▸ Problem statement: Restrict the output to the lines below starting at the one that contains "use std::collections::HashSet;" and ending at the one that contains "const DEFAULT_BASE_URL: &str", and restate them word for word, both ends included.

Collected data entries
'''

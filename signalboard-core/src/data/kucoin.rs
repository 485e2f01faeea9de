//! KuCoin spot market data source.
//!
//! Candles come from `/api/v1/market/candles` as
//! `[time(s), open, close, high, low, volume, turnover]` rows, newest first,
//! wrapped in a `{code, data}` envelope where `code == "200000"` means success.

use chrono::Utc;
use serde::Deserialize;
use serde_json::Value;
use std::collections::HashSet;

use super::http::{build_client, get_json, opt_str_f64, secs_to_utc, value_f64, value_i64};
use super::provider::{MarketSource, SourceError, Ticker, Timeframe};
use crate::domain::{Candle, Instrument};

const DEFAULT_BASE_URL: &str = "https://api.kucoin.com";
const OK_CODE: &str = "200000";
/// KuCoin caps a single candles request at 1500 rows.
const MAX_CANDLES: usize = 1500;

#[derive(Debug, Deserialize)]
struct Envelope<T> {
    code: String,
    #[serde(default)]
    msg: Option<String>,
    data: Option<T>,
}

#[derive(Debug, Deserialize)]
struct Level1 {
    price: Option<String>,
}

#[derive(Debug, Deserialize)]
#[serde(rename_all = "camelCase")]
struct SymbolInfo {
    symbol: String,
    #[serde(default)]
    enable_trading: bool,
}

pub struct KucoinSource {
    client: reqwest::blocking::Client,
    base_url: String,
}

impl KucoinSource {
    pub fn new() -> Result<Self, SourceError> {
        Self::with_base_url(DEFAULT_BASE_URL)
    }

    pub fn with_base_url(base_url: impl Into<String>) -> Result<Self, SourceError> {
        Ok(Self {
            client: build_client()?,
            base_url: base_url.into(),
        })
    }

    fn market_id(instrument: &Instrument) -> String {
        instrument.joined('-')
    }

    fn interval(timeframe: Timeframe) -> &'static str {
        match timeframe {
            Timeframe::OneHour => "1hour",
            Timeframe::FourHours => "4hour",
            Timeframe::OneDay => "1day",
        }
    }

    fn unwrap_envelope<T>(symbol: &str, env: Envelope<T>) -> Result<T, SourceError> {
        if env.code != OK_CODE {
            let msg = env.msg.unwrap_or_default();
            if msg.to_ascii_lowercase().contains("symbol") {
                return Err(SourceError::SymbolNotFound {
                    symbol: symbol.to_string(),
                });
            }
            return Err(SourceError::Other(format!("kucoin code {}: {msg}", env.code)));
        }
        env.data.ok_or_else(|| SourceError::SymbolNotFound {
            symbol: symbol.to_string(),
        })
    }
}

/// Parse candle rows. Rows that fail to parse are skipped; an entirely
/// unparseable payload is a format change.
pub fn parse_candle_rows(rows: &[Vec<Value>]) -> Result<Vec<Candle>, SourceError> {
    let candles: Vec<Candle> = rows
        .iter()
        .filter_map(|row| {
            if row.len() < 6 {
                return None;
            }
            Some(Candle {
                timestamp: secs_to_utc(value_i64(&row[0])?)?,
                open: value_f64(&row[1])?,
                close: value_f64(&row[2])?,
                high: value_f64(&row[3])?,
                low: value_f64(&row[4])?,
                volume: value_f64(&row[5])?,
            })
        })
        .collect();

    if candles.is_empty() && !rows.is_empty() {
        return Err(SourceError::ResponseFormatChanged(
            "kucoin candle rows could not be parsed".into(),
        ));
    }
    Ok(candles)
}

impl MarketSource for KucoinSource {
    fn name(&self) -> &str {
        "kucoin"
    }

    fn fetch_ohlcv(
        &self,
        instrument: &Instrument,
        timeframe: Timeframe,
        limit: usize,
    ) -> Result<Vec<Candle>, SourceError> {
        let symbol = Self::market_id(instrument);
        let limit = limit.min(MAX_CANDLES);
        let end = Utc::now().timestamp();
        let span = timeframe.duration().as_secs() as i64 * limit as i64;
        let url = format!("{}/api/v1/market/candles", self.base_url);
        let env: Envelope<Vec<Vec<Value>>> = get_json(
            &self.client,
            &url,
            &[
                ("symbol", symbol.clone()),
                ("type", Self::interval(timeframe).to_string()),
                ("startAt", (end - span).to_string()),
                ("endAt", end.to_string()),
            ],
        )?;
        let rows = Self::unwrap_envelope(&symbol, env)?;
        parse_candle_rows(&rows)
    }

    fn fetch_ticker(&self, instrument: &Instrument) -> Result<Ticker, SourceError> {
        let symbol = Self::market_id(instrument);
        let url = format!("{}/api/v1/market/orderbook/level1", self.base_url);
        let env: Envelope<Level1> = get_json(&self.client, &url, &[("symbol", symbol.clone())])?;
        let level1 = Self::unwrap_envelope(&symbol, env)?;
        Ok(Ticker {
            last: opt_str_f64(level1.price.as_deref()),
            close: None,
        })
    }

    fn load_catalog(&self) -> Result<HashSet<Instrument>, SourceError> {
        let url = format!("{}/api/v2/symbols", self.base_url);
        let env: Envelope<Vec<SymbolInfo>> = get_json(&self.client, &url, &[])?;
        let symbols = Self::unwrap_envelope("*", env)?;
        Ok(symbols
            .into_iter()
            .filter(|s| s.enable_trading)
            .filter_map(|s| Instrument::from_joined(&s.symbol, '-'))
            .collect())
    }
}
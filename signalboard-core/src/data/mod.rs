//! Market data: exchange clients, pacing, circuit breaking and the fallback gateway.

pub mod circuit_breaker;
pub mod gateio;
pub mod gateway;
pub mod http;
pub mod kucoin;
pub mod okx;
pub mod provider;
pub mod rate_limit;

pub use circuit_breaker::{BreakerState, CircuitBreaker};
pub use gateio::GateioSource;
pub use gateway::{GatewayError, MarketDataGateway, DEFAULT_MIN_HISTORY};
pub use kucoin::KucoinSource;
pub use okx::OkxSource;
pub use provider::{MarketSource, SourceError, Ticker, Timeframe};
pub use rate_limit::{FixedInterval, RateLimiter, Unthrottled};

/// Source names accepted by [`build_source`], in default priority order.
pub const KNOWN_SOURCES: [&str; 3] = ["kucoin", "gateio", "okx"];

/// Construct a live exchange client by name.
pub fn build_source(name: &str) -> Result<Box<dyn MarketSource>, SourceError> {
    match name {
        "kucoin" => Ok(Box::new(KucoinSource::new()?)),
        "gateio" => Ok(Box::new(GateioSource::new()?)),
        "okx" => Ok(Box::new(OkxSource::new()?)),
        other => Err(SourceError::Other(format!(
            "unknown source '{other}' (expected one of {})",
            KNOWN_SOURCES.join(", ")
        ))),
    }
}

'''

▸ Expected answer:
use std::collections::HashSet;

use super::http::{build_client, get_json, opt_str_f64, secs_to_utc, value_f64, value_i64};
use super::provider::{MarketSource, SourceError, Ticker, Timeframe};
use crate::domain::{Candle, Instrument};

const DEFAULT_BASE_URL: &str = "https://api.kucoin.com";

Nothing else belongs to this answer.